EXERCISE OBJECTIVE
Which lines of the records below contain the word "styles"? Report each of them in full.

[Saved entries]
────────────────

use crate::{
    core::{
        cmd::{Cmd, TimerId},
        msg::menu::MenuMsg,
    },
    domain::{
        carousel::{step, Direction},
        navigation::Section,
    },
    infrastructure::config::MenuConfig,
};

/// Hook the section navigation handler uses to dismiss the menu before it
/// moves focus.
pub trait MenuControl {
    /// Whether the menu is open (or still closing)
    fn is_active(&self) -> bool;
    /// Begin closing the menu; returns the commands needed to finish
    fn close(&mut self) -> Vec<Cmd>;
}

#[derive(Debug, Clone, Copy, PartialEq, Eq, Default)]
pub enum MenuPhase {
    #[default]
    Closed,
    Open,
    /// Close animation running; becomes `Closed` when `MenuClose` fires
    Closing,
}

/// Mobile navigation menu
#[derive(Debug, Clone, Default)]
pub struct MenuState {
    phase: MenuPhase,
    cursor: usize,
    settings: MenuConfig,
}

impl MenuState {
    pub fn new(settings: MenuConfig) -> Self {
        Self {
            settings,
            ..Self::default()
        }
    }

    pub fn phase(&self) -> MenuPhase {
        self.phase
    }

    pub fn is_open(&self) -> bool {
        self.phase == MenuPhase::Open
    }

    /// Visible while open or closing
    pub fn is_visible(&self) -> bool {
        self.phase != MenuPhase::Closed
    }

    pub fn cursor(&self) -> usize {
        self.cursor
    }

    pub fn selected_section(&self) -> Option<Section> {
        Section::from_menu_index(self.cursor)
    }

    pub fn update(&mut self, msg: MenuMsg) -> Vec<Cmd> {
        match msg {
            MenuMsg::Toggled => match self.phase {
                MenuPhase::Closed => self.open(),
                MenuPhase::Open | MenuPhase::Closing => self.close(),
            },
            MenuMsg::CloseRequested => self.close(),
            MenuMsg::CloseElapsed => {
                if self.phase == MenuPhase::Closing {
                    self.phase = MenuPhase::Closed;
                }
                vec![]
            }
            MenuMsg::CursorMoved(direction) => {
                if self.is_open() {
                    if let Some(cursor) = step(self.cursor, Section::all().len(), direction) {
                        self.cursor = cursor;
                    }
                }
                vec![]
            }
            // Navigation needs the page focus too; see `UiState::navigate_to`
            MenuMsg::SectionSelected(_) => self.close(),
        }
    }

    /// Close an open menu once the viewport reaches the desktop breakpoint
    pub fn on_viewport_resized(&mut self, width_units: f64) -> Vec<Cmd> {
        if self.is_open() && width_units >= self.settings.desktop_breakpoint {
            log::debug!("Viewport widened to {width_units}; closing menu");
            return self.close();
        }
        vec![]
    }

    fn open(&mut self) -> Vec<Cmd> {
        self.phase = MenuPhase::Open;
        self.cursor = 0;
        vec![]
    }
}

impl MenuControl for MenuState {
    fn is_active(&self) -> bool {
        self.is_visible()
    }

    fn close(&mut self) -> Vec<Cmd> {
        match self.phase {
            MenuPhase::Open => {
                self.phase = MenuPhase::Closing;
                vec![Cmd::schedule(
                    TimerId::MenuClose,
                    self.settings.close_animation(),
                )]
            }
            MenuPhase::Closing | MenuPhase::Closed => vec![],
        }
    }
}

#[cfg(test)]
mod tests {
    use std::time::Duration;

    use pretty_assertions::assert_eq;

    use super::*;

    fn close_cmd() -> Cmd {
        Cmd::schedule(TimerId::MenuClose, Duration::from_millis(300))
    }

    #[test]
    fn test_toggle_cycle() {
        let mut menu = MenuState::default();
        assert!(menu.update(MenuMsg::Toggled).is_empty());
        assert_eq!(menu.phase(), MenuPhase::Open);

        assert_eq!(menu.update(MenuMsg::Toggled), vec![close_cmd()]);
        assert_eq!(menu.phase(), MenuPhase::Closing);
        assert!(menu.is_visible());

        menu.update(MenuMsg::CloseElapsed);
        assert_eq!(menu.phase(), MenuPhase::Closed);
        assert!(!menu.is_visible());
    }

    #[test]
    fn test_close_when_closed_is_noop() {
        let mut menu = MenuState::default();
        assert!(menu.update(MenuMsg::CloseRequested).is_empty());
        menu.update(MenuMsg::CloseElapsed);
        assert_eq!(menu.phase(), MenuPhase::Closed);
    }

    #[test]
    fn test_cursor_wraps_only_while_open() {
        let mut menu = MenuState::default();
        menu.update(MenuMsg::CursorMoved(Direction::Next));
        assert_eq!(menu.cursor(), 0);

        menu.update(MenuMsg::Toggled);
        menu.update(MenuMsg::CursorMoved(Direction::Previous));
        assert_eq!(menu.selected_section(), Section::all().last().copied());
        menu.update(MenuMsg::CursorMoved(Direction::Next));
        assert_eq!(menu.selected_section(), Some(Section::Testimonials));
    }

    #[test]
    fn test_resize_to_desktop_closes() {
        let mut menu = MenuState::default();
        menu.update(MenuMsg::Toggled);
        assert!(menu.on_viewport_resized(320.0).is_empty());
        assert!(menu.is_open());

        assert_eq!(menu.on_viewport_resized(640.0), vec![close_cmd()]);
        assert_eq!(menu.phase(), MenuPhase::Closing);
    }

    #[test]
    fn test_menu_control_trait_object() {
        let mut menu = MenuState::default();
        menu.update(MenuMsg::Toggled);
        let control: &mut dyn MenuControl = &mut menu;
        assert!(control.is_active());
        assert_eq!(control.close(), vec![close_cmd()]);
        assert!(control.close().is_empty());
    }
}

────────────────

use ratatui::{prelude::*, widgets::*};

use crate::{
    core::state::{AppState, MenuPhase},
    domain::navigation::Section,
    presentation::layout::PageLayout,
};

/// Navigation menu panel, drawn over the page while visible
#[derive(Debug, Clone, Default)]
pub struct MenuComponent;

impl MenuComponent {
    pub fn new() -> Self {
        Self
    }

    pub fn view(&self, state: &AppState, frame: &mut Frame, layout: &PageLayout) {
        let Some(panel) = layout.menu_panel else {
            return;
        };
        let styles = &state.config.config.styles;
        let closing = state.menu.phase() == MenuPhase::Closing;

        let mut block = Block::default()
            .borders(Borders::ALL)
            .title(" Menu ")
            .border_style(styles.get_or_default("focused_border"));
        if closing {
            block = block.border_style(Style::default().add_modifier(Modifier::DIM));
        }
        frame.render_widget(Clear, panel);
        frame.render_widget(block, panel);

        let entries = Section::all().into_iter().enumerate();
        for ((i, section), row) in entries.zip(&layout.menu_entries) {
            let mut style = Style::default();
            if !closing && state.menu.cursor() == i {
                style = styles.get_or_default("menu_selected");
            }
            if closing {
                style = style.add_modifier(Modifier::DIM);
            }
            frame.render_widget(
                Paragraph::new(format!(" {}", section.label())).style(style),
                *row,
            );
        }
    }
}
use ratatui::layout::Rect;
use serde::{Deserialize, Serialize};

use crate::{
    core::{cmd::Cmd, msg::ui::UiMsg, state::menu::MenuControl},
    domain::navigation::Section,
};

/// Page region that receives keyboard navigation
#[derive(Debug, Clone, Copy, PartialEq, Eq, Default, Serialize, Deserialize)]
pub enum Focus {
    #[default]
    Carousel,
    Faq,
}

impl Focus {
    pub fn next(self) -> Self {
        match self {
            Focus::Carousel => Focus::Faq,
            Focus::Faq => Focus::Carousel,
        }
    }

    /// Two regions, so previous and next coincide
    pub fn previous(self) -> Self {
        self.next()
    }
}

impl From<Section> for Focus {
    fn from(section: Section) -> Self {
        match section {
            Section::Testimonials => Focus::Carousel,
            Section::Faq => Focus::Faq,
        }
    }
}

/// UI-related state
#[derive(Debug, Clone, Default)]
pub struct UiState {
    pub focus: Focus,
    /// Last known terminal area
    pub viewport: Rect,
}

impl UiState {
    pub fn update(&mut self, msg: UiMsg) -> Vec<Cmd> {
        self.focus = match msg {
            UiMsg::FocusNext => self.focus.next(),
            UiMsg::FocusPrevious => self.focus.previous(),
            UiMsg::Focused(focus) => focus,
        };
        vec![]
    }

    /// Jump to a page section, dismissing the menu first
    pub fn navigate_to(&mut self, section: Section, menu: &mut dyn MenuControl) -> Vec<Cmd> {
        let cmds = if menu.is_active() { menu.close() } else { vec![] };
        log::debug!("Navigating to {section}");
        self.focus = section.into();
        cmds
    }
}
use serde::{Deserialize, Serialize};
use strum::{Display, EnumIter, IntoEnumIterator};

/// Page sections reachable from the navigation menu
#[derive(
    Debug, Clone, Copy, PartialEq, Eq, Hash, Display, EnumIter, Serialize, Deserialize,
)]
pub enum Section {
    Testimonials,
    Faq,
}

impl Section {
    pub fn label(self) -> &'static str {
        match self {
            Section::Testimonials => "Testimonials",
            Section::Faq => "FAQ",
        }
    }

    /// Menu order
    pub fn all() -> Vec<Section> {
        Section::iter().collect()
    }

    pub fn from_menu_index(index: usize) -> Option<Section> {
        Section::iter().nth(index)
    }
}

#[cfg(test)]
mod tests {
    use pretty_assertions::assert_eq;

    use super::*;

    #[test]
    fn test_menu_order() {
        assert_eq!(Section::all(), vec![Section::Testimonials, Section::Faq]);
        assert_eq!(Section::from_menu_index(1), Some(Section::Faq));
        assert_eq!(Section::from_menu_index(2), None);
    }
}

────────────────

ANSWER TO THIS TASK
        let styles = &state.config.config.styles;
            .border_style(styles.get_or_default("focused_border"));
                style = styles.get_or_default("menu_selected");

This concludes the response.